During a crisis like the one we are experiencing, being able to use available data to derive insights that help businesses thrive, or even survive, is vital. Over the past few months, we have been using open source data to enhance our clients’ customer and prospect insight. We will explore some examples in this article, as well as focusing on the risk factors associated with COVID-19, and explaining how understanding these and how they apply to your customers can help you re-engage with consumers and staff.
The last few months have been a challenge for everyone, both personally and professionally. Some businesses have thrived, but many have suffered. It leaves a lot of questions for the future. But there is data available that can help businesses solve the challenges they are facing. At present, the biggest are COVID-related, so we’ll start with those, but first we’ll take a quick look at the data that is helping to make this possible.
Open source data magic
As far back as 2017, before GDPR was introduced, we were working with open source datasets, using the vast quantities of data they provide to enhance what we know about consumers and where they live. Primarily this has been employed to create postcode level datasets that can be used either in isolation, or combined with individual level data.
There is plenty of amazing open source data available, such as:
- Transport For London’s daily journey data
- Doctor’s surgeries’ prescription data
- Government petition data
We take this data and use a modeling technique called disaggregation to spread the data from a higher geography – e.g. a doctor’s surgery or parliamentary constituency – to a lower level, generally postcode level. That means the data is at a low enough level to be useful and it can also be appended to any customer record where we have an address.
Wealth and health
In practice, what this means is that we can rank the UK by wealth and health based on some open source data at postcode level. We can then overlay customer data on this to see where the hotspots are. This can then be used to help target consumers, based on some easily obtainable data and some clever maths.
As an example, this data can be used to help tailor online content in advertising or on a website at a regional, local or even individual level. Alternatively, it can be used to help prioritise postcodes or sectors for partially addressed mail or door-drops.
Geographic analysis
Another good example is a piece of work we did for a major UK charity. The challenge here was much bigger: we were looking to determine what factors impact giving, and in particular, whether the presence of the services the charity provides impact how much money the charity makes. This was a big project with a lot of research, but the simple answer is yes.
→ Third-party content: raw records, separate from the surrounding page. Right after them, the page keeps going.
//! Output layout: annotated photos, per-person galleries, and reports.
//!
//! ```text
//! <root>/annotated/<stem>_annotated<ext>
//! <root>/per_person/<identity>/<original_filename>
//! <root>/reports/matches.csv
//! <root>/reports/matches.json
//! ```

use crate::photos;
use crate::report::{MatchReport, PhotoRecord, CSV_HEADER};
use image::RgbImage;
use std::io;
use std::path::{Path, PathBuf};
use thiserror::Error;

#[derive(Error, Debug)]
pub enum ExportError {
    #[error("creating output directory {path}: {source}")]
    CreateDir {
        path: String,
        #[source]
        source: io::Error,
    },
    #[error("writing annotated image {path}: {source}")]
    Annotated {
        path: String,
        #[source]
        source: image::ImageError,
    },
    #[error("writing report {path}: {source}")]
    Report {
        path: String,
        #[source]
        source: io::Error,
    },
    #[error("serializing report: {0}")]
    Serialize(#[from] serde_json::Error),
    #[error("photo path has no file name: {0}")]
    NoFileName(String),
}

/// Where the reports of a run were written.
#[derive(Debug, Clone, PartialEq)]
pub struct ReportPaths {
    pub csv: PathBuf,
    pub json: PathBuf,
}

/// Writes everything a run produces under one output root.
#[derive(Debug, Clone)]
pub struct Exporter {
    root: PathBuf,
}

impl Exporter {
    pub fn new(root: impl Into<PathBuf>) -> Self {
        Self { root: root.into() }
    }

    pub fn annotated_dir(&self) -> PathBuf {
        self.root.join("annotated")
    }

    pub fn per_person_dir(&self) -> PathBuf {
        self.root.join("per_person")
    }

    pub fn reports_dir(&self) -> PathBuf {
        self.root.join("reports")
    }

    /// Where the annotated rendering of `photo` goes.
    pub fn annotated_path(&self, photo: &Path) -> Result<PathBuf, ExportError> {
        let name = photos::annotated_file_name(photo)
            .ok_or_else(|| ExportError::NoFileName(photo.display().to_string()))?;
        Ok(self.annotated_dir().join(name))
    }

    /// Create the output directories.
    pub fn prepare(&self) -> Result<(), ExportError> {
        for dir in [self.annotated_dir(), self.per_person_dir(), self.reports_dir()] {
            std::fs::create_dir_all(&dir).map_err(|source| ExportError::CreateDir {
                path: dir.display().to_string(),
                source,
            })?;
        }
        Ok(())
    }

    /// Save the annotated image and copy the original into each matched
    /// identity's gallery. Returns the number of gallery copies made.
    ///
    /// A failed gallery copy is logged and skipped; a failed annotated write
    /// is an error.
    pub fn export_photo(
        &self,
        record: &PhotoRecord,
        annotated: &RgbImage,
    ) -> Result<usize, ExportError> {
        annotated
            .save(&record.annotated_path)
            .map_err(|source| ExportError::Annotated {
                path: record.annotated_path.display().to_string(),
                source,
            })?;

        let file_name = record
            .photo_path
            .file_name()
            .ok_or_else(|| ExportError::NoFileName(record.photo_path.display().to_string()))?;

        let mut copied = 0;
        for identity in record.matched_identities() {
            let gallery = self.per_person_dir().join(identity);
            let dest = gallery.join(file_name);
            let result = std::fs::create_dir_all(&gallery)
                .and_then(|_| std::fs::copy(&record.photo_path, &dest));
            match result {
                Ok(_) => copied += 1,
                Err(e) => tracing::warn!(
                    identity,
                    photo = %record.photo_path.display(),
                    dest = %dest.display(),
                    error = %e,
                    "gallery copy failed"
                ),
            }
        }
        Ok(copied)
    }

    /// Write `matches.csv` and `matches.json`.
    pub fn write_reports(
        &self,
        records: &[PhotoRecord],
        report: &MatchReport,
    ) -> Result<ReportPaths, ExportError> {
        let reports_dir = self.reports_dir();
        std::fs::create_dir_all(&reports_dir).map_err(|source| ExportError::CreateDir {
            path: reports_dir.display().to_string(),
            source,
        })?;

        let mut csv = String::from(CSV_HEADER);
        csv.push('\n');
        for record in records {
            let annotated = std::fs::canonicalize(&record.annotated_path)
                .unwrap_or_else(|_| record.annotated_path.clone());
            csv.push_str(&record.csv_row(&annotated)?);
            csv.push('\n');
        }

        let paths = ReportPaths {
            csv: reports_dir.join("matches.csv"),
            json: reports_dir.join("matches.json"),
        };
        write_file(&paths.csv, csv.as_bytes())?;
        write_file(&paths.json, report.to_json()?.as_bytes())?;

        tracing::info!(
            rows = records.len(),
            appearances = report.total(),
            csv = %paths.csv.display(),
            json = %paths.json.display(),
            "reports written"
        );
        Ok(paths)
    }
}

fn write_file(path: &Path, contents: &[u8]) -> Result<(), ExportError> {
    std::fs::write(path, contents).map_err(|source| ExportError::Report {
        path: path.display().to_string(),
        source,
    })
}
In doing the work, a lot of smaller, more interesting pieces of information also came to light. Some of them, for example, related to charity shops: we found that up to six shops in an area was good in terms of income but in areas with more than six, the income dropped.
We found that having a shop in a local area increased legacy income. We also found that closeness to a shop increased income but with a long tail – i.e. there are richer areas outside towns where people come into town and donate to shops. This makes sense but without the analysis, and the underlying geographic data, we would not have known that.
COVID-19 models
The next few months will be dictated by how we pull ourselves out of the current coronavirus-impacted situation. Using the same sources – e.g. open source data – and marrying this to the wealth of data that ONS, health services and the government are releasing about COVID-19 and its impact, we have developed some models which are associated with the impact on people from the lockdown, including loss of jobs, inability to travel and so on.
The models are built using open source data disaggregated to different geographies. Fourteen models have been created to date, to try and understand the different risk factors associated with COVID-19. The risk factors are then correlated with the infection rate to analyse the association between the two. The data series for the specific risk measures are ranked by percentile, with 1 being lowest risk and 100 highest risk.
The risks include Age and Household Risk (larger households with older people are more at risk); Economic Resilience (based on job types, likelihood of losing a job or income); Engagement Risk (do you listen to the government advice and engage with it); and Travel Risk; as well infection rate, death rate and r-rate modelled to the lower geographies.
There are a number of uses for the datasets that have been created:
- Screening to de-select vulnerable consumers from campaigns
- Attaching codes to inbound contact data to understand the consumer on the phone
- Adding the data to models to ensure these factors are being taken into account when selecting consumers for campaigns
- Screening staff to understand risk factors ahead of any lockdown restrictions being lifted.
The data is available at a range of different geographic levels, and the application of each is dependent on the usage. At the lowest level, the models are created at OA (Output Area) level and can be attached to any individual or household with a postcode. My company provides ward level data, for example, for free, so why not download it and take a look.
We still believe that there is no problem that data can’t help solve. At the moment, there is a wealth of data out there to help solve the challenges we’re currently facing. With much of it freely available, the key question is how to obtain access to it and translate it into something usable and applicable. Find yourself a data partner and you’ll be on the first step to putting data to good use and improving customer engagement.